3. Auch dem Beschäftigungsbegehren der Klägerin konnte nicht entsprochen werden. Zwar hat die Klägerin in der Berufung vorgetragen, sie befinde sich jetzt in orthopädischer Behandlung, nunmehr sei der Grund für die Sturzattacken erkannt und könne therapiert werden.

Daraus ergibt sich aber nicht, dass die Therapiemöglichkeiten bereits ergriffen wurden oder gar bereits angeschlagen und zu einer Besserung geführt hätten. In der mündlichen Verhandlung sprach die Klägerin Akupunktur und Krankengymnastik an, die aber auch bereits vor zwei Jahren verordnet wurden, ohne nachfolgende Sturzattacken zu verhindern. Dass sich die bislang letzte Attacke Anfang Mai ereignete ist nicht als Hinweis auf eine Besserung geeignet, denn schon früher berichtete die Klägerin davon, dass es manchmal sechs Monate lang zu keinen Attacken gekommen war. Die Tatsache, dass die Klägerin sich weiteren Therapien unterziehen muss spricht jedenfalls dagegen, dass nunmehr bereits eine positive Zukunftsprognose gestellt werden kann und der Beklagten zum derzeitigen Zeitpunkt der Einsatz der Klägerin in der Kernzeitbetreuung zugemutet werden kann. Eine anderweitige Beschäftigung hat die Klägerin nicht beantragt.

Da die Berufung der Klägerin erfolglos blieb, hatte sie gemäß § 97 ZPO die Kosten des Rechtsmittels zu tragen.

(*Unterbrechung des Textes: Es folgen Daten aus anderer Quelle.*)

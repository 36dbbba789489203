//! Source and destination abstractions for offline rendering.
//!
//! A render reads from an [`AudioSource`] (through a player node) and writes
//! every rendered buffer to an [`AudioSink`]. File-backed implementations live
//! in [`crate::file`]; the in-memory ones here are handy for tests and for
//! embedding the engine without touching the filesystem.

use offgraph_core::{AudioFormat, Error, Frames, Result, Sample, SampleBuffer};

/// Sequential reader of float frames
pub trait AudioSource: Send {
    /// Format of the frames this source delivers
    fn format(&self) -> AudioFormat;

    /// Total length in frames, if known
    fn length(&self) -> Option<u64>;

    /// Read up to `max_frames` frames into `buffer` starting at frame `offset`.
    ///
    /// Returns the number of frames read; fewer than requested means the
    /// source is exhausted. Extends the buffer's frame length to cover what
    /// was written.
    fn read_into(
        &mut self,
        buffer: &mut SampleBuffer,
        offset: Frames,
        max_frames: Frames,
    ) -> Result<Frames>;
}

/// Sequential writer of rendered buffers
pub trait AudioSink {
    /// Append the populated frames of `buffer`
    fn write(&mut self, buffer: &SampleBuffer) -> Result<()>;

    /// Flush and close the destination
    fn finalize(self) -> Result<()>
    where
        Self: Sized;
}

/// A borrowed sink is written through but finalized by its owner
impl<S: AudioSink> AudioSink for &mut S {
    fn write(&mut self, buffer: &SampleBuffer) -> Result<()> {
        (**self).write(buffer)
    }

    fn finalize(self) -> Result<()> {
        Ok(())
    }
}

fn check_channels(expected: AudioFormat, buffer: &SampleBuffer) -> Result<()> {
    if buffer.channels() != expected.channels {
        return Err(Error::FormatMismatch {
            expected,
            found: buffer.format(),
        });
    }
    Ok(())
}

/// Source backed by interleaved samples held in memory
#[derive(Debug, Clone)]
pub struct MemorySource {
    format: AudioFormat,
    samples: Box<[Sample]>,
    position: Frames,
}

impl MemorySource {
    /// Create a source from interleaved samples.
    ///
    /// A trailing partial frame is ignored.
    pub fn new(format: AudioFormat, samples: Vec<Sample>) -> Self {
        Self {
            format,
            samples: samples.into_boxed_slice(),
            position: 0,
        }
    }

    fn frame_count(&self) -> Frames {
        self.samples.len() / self.format.channels
    }
}

impl AudioSource for MemorySource {
    fn format(&self) -> AudioFormat {
        self.format
    }

    fn length(&self) -> Option<u64> {
        Some(self.frame_count() as u64)
    }

    fn read_into(
        &mut self,
        buffer: &mut SampleBuffer,
        offset: Frames,
        max_frames: Frames,
    ) -> Result<Frames> {
        check_channels(self.format, buffer)?;

        let channels = self.format.channels;
        let frames = max_frames.min(self.frame_count() - self.position);
        let start = self.position * channels;
        let written =
            buffer.write_interleaved(&self.samples[start..start + frames * channels], offset)?;

        self.position += written;
        Ok(written)
    }
}

/// Sink collecting interleaved samples in memory
#[derive(Debug, Clone, Default)]
pub struct MemorySink {
    format: Option<AudioFormat>,
    samples: Vec<Sample>,
    write_sizes: Vec<Frames>,
}

impl MemorySink {
    pub fn new() -> Self {
        Self::default()
    }

    /// Everything written so far, interleaved
    pub fn samples(&self) -> &[Sample] {
        &self.samples
    }

    /// Frame count of every `write` call, in order
    pub fn write_sizes(&self) -> &[Frames] {
        &self.write_sizes
    }

    /// Total frames written
    pub fn frames(&self) -> u64 {
        self.write_sizes.iter().map(|&n| n as u64).sum()
    }

    /// Format of the first buffer written
    pub fn format(&self) -> Option<AudioFormat> {
        self.format
    }
}

impl AudioSink for MemorySink {
    fn write(&mut self, buffer: &SampleBuffer) -> Result<()> {
        match self.format {
            Some(format) => check_channels(format, buffer)?,
            None => self.format = Some(buffer.format()),
        }

        buffer.append_interleaved(&mut self.samples);
        self.write_sizes.push(buffer.frame_length());
        Ok(())
    }

    fn finalize(self) -> Result<()> {
        tracing::debug!(
            "Memory sink closed after {} writes ({} frames)",
            self.write_sizes.len(),
            self.frames()
        );
        Ok(())
    }
}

Gegen dieses Urteil ist die Revision statthaft, da das Berufungsgericht sie zugelassen hat; insbesondere die Frage der Unzumutbarkeit der Beschäftigung von Arbeitnehmern nach Arbeitsangebot, die nicht durch arbeitnehmerseitiges Verhalten begründet ist, hat grundsätzliche Bedeutung.